C. Dickens (1812-1870) came from a lower middle-class family. He began his career as a journalist but, after the success of his first novel he devoted himself to writing fiction. He published a succession of highly successful novels, usually in monthly instalments, which made him very popular. He was admired at all levels of Victorian society from Queen Victoria herself down. He lived a very intense life. He also worked as an editor, supported important social causes, travelled widely in Europe and in the United States, was an amateur and gave public readings of his works.
He is the foremost representative of the Victorian novel. One side of his genius was his natural sense of humour, a quality which has kept alive the characters of his novels up to the present time, when his attacks on the systems of Victorian life have lost their topicality. His humour can be found in character drawing, in dialogue and in whole episodes. The sequence of events that we find in his novels, was partly due to their serial form, and it is to be found particularly in his first great comic novel, The Pickwick Papers. Here each episode is pure humour, and Dickens rejoices in his ability to create character after character to put them in funny situations. Dickens is a subtle observer of London life, which to know during his wanderings in the town; in his boyhood he long observed streets and squares, particularly in those parts of the town where the poor lived. He knew from personal experience the life led in factories, the routine in the offices, the sordid life in a debtors prison. He gives us a minute description of British homelife, of school systems, of the procedure followed in the Law Courts, of the domestic life.
Dickens' world is inhabited and enlivened by hundreds of characters drawn from the observation of real people. His characters may be roughly divided into good and evil, but he doesn't create types. Each character is unlike the others, each one is an individual. They may sometimes be exaggerated and grotesque. Dickens is not concerned with the spiritual side of his characters; he is an untiring observer of the external qualities of people.

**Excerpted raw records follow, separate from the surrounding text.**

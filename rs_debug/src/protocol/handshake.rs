/// Connection-start handshake carrying the client's terminal configuration
use std::io::{ErrorKind, Read, Write};

use serde::{Deserialize, Serialize};
use tracing::{debug, info};

use crate::protocol::{ProtocolError, ProtocolResult};
use crate::pty::{TermAttrs, TerminalSize};

/// Largest accepted handshake body
pub const MAX_FRAME_LEN: usize = 64 * 1024;

const LEN_PREFIX: usize = 4;

/// The single message a client sends before any terminal traffic
#[derive(Debug, Clone, PartialEq, Eq, Serialize, Deserialize)]
pub struct HandshakeMessage {
    pub term_attrs: TermAttrs,
    #[serde(default = "unknown_term_type")]
    pub term_type: String,
    /// `[rows, columns]` on the wire
    #[serde(with = "size_pair")]
    pub term_size: TerminalSize,
}

fn unknown_term_type() -> String {
    "unknown".to_string()
}

impl HandshakeMessage {
    pub fn new(term_attrs: TermAttrs, term_type: Option<String>, term_size: TerminalSize) -> Self {
        Self {
            term_attrs,
            term_type: term_type
                .filter(|t| !t.is_empty())
                .unwrap_or_else(unknown_term_type),
            term_size,
        }
    }
}

mod size_pair {
    use serde::{Deserialize, Deserializer, Serialize, Serializer};

    use crate::pty::TerminalSize;

    pub fn serialize<S: Serializer>(size: &TerminalSize, s: S) -> Result<S::Ok, S::Error> {
        (size.rows, size.cols).serialize(s)
    }

    pub fn deserialize<'de, D: Deserializer<'de>>(d: D) -> Result<TerminalSize, D::Error> {
        let (rows, cols) = <(u16, u16)>::deserialize(d)?;
        Ok(TerminalSize::new(rows, cols))
    }
}

/// Length-prefixed JSON frame for writers that are not `std::io::Write` (async sockets)
pub fn encode_frame(message: &HandshakeMessage) -> ProtocolResult<Vec<u8>> {
    let body = serde_json::to_vec(message)?;
    if body.len() > MAX_FRAME_LEN {
        return Err(ProtocolError::TooLarge(body.len()));
    }
    let mut frame = Vec::with_capacity(LEN_PREFIX + body.len());
    frame.extend_from_slice(&(body.len() as u32).to_be_bytes());
    frame.extend_from_slice(&body);
    Ok(frame)
}

/// Send the handshake in one write, before any other traffic
pub fn send_handshake<W: Write>(writer: &mut W, message: &HandshakeMessage) -> ProtocolResult<()> {
    let frame = encode_frame(message)?;
    writer.write_all(&frame)?;
    writer.flush()?;
    debug!("Sent handshake frame of {} bytes", frame.len());
    Ok(())
}

/// Block until exactly one handshake frame has been read.
///
/// Reads no further than the end of the frame, so terminal traffic that
/// follows stays in the socket for the piping engine.
pub fn receive_handshake<R: Read>(reader: &mut R) -> ProtocolResult<HandshakeMessage> {
    let mut prefix = [0u8; LEN_PREFIX];
    read_exact_or_truncated(reader, &mut prefix)?;
    let len = u32::from_be_bytes(prefix) as usize;
    if len > MAX_FRAME_LEN {
        return Err(ProtocolError::TooLarge(len));
    }

    let mut body = vec![0u8; len];
    read_exact_or_truncated(reader, &mut body)?;
    let message: HandshakeMessage = serde_json::from_slice(&body)?;

    info!(
        "Received handshake: term_type={}, term_size={}",
        message.term_type, message.term_size
    );
    Ok(message)
}

fn read_exact_or_truncated<R: Read>(reader: &mut R, buf: &mut [u8]) -> ProtocolResult<()> {
    reader.read_exact(buf).map_err(|e| match e.kind() {
        ErrorKind::UnexpectedEof => ProtocolError::Truncated { expected: buf.len() },
        _ => ProtocolError::Io(e),
    })
}

#[cfg(test)]
mod tests {
    use super::*;
    use std::io::Cursor;

    fn attrs() -> TermAttrs {
        TermAttrs {
            iflag: 0x500,
            oflag: 0x5,
            cflag: 0xbf,
            lflag: 0x8a3b,
            line: 0,
            cc: vec![3, 28, 127, 21, 4, 0, 1, 0],
        }
    }

    #[test]
    fn test_wire_shape_is_a_flat_mapping() {
        let message = HandshakeMessage::new(attrs(), Some("xterm".into()), TerminalSize::new(24, 80));
        let frame = encode_frame(&message).unwrap();
        let value: serde_json::Value = serde_json::from_slice(&frame[LEN_PREFIX..]).unwrap();

        assert_eq!(value["term_type"], "xterm");
        assert_eq!(value["term_size"], serde_json::json!([24, 80]));
        assert!(value["term_attrs"].is_object());
    }

    #[test]
    fn test_receive_stops_at_frame_boundary() {
        let message = HandshakeMessage::new(attrs(), Some("xterm".into()), TerminalSize::new(24, 80));
        let mut wire = encode_frame(&message).unwrap();
        wire.extend_from_slice(b"ls\n");

        let mut cursor = Cursor::new(wire);
        let received = receive_handshake(&mut cursor).unwrap();

        assert_eq!(received, message);
        let mut rest = Vec::new();
        cursor.read_to_end(&mut rest).unwrap();
        assert_eq!(rest, b"ls\n");
    }

    #[test]
    fn test_missing_term_type_defaults_to_unknown() {
        let body = serde_json::json!({
            "term_attrs": attrs(),
            "term_size": [30, 100],
        });
        let body = serde_json::to_vec(&body).unwrap();
        let mut wire = (body.len() as u32).to_be_bytes().to_vec();
        wire.extend_from_slice(&body);

        let received = receive_handshake(&mut Cursor::new(wire)).unwrap();
        assert_eq!(received.term_type, "unknown");
        assert_eq!(received.term_size, TerminalSize::new(30, 100));
    }

    #[test]
    fn test_empty_term_type_becomes_unknown() {
        let message = HandshakeMessage::new(attrs(), Some(String::new()), TerminalSize::default());
        assert_eq!(message.term_type, "unknown");
    }

    #[test]
    fn test_truncated_frame_is_rejected() {
        let message = HandshakeMessage::new(attrs(), None, TerminalSize::new(24, 80));
        let wire = encode_frame(&message).unwrap();

        let err = receive_handshake(&mut Cursor::new(&wire[..wire.len() - 3])).unwrap_err();
        assert!(matches!(err, ProtocolError::Truncated { .. }));

        let err = receive_handshake(&mut Cursor::new(&wire[..2])).unwrap_err();
        assert!(matches!(err, ProtocolError::Truncated { expected: 4 }));
    }

    #[test]
    fn test_malformed_and_oversized_frames_are_rejected() {
        let mut wire = 5u32.to_be_bytes().to_vec();
        wire.extend_from_slice(b"{oops");
        let err = receive_handshake(&mut Cursor::new(wire)).unwrap_err();
        assert!(matches!(err, ProtocolError::Malformed(_)));

        let wire = (MAX_FRAME_LEN as u32 + 1).to_be_bytes().to_vec();
        let err = receive_handshake(&mut Cursor::new(wire)).unwrap_err();
        assert!(matches!(err, ProtocolError::TooLarge(_)));
    }
}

Some of Dickens' novels are defined as social or humanitarian. He wrote fiction as he was a novelist by vocation, but he used fiction to denounce the vices and evils of his age. Some have called him a social reformer, though he did not advocate any fundamental change in the overall systems of Victorian society, or a revolutionary struggle between social classes; nor did he suggest any specific means of reform. Yet he exerted a considerable influence on the reform movement of the age by shedding light on the brutality of some schools, on the vices of the criminal world, on the dirt and squalor of London slums and on the conditions of their inhabitants in a period of industrial expansion.